### WORK TO COMPLETE
Return the lines below that carry the word "AppState".

━━ INFORMATION ━━

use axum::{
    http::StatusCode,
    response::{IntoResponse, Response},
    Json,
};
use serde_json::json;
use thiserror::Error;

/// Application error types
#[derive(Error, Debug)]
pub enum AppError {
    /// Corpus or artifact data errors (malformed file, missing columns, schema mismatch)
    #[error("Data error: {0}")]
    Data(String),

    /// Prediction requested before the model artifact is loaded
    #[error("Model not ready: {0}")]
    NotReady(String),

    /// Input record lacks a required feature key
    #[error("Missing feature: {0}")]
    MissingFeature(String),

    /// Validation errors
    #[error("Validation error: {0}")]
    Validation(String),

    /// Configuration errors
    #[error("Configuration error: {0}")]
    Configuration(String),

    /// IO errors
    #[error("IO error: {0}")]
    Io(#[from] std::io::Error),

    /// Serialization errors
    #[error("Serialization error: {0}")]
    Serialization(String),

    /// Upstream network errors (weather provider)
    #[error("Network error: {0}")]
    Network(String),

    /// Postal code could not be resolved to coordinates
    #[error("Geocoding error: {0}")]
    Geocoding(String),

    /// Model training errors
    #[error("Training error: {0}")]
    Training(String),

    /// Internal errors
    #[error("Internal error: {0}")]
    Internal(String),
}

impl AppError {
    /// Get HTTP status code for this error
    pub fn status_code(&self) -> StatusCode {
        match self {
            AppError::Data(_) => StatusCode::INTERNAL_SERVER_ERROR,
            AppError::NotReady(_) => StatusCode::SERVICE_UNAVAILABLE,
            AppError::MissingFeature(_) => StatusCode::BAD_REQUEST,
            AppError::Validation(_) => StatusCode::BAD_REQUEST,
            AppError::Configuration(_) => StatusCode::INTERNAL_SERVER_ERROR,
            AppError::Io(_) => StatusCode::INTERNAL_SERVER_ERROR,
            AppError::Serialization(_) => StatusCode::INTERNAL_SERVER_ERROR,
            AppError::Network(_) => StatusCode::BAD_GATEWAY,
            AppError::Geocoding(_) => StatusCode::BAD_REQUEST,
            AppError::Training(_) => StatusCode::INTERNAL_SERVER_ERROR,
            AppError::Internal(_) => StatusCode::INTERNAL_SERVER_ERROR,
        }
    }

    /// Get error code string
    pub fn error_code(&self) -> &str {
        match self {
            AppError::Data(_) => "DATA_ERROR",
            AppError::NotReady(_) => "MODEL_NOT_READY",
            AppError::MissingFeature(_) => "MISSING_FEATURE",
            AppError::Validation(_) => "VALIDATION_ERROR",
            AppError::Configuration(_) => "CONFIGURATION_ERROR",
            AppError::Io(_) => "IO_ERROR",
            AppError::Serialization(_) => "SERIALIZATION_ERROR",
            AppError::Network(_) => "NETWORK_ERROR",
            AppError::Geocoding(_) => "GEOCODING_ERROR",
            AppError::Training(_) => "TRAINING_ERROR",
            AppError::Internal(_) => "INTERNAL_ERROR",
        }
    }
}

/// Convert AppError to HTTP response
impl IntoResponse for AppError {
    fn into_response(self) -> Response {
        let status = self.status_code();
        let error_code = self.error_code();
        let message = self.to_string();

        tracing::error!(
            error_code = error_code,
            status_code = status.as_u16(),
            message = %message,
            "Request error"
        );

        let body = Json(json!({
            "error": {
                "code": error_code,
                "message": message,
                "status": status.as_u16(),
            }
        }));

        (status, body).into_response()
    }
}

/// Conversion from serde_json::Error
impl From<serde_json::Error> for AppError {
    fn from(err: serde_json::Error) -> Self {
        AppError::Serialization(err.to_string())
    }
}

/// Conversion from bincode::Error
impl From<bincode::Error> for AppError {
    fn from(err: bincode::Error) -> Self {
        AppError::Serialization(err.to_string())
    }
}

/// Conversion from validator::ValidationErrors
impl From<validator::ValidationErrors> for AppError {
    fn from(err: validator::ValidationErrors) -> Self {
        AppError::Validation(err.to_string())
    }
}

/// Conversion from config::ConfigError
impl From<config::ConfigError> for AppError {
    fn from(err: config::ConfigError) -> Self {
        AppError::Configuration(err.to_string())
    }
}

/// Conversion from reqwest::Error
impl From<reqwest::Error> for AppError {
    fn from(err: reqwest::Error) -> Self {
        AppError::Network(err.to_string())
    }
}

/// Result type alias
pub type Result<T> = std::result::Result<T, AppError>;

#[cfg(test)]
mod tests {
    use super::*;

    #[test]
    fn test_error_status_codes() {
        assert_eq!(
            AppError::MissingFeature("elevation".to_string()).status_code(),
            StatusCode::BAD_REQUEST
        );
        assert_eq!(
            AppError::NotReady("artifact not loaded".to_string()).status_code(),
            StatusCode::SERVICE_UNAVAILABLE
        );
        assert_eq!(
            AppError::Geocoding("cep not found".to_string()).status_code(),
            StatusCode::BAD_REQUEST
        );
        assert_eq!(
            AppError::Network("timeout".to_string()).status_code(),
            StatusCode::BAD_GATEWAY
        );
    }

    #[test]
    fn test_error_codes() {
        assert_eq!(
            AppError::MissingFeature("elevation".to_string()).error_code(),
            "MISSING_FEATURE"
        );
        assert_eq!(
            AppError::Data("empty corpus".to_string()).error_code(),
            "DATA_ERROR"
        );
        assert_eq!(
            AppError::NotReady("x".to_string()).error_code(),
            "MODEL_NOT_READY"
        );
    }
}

━━━
━━ INFORMATION ━━

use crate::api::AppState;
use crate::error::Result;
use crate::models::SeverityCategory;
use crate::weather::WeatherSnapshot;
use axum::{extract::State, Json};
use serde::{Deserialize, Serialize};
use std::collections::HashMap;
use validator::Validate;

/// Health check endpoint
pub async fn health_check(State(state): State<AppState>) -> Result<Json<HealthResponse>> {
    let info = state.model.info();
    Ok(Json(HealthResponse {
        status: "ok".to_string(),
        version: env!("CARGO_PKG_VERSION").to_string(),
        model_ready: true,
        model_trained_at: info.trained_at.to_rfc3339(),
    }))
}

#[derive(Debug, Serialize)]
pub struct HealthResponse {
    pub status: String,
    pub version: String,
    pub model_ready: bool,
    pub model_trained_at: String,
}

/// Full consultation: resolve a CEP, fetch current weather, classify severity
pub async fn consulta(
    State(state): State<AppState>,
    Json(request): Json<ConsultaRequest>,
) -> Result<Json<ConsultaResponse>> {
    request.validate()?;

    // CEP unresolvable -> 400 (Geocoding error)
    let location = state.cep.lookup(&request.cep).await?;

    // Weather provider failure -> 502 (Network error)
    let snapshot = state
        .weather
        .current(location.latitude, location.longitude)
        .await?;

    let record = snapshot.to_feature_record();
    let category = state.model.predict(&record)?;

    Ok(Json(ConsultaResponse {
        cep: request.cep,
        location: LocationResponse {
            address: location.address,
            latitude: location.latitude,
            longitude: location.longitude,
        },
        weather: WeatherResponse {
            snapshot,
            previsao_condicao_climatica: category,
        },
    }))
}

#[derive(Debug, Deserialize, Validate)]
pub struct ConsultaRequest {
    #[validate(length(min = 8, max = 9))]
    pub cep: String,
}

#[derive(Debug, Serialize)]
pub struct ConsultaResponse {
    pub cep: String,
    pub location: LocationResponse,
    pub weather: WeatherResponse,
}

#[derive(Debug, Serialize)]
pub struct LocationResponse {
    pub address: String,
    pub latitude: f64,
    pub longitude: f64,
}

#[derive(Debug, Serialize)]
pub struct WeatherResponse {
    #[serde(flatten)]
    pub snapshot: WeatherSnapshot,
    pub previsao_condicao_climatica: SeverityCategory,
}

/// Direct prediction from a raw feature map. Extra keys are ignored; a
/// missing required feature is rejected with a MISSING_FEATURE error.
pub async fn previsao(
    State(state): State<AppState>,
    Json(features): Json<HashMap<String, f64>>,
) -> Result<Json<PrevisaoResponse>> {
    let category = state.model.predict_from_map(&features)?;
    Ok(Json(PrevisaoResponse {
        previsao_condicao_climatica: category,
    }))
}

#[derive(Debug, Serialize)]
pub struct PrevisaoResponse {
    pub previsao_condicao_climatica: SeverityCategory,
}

━━━

### RESPONSE TO THIS TASK
use crate::api::AppState;
pub async fn health_check(State(state): State<AppState>) -> Result<Json<HealthResponse>> {
    State(state): State<AppState>,
    State(state): State<AppState>,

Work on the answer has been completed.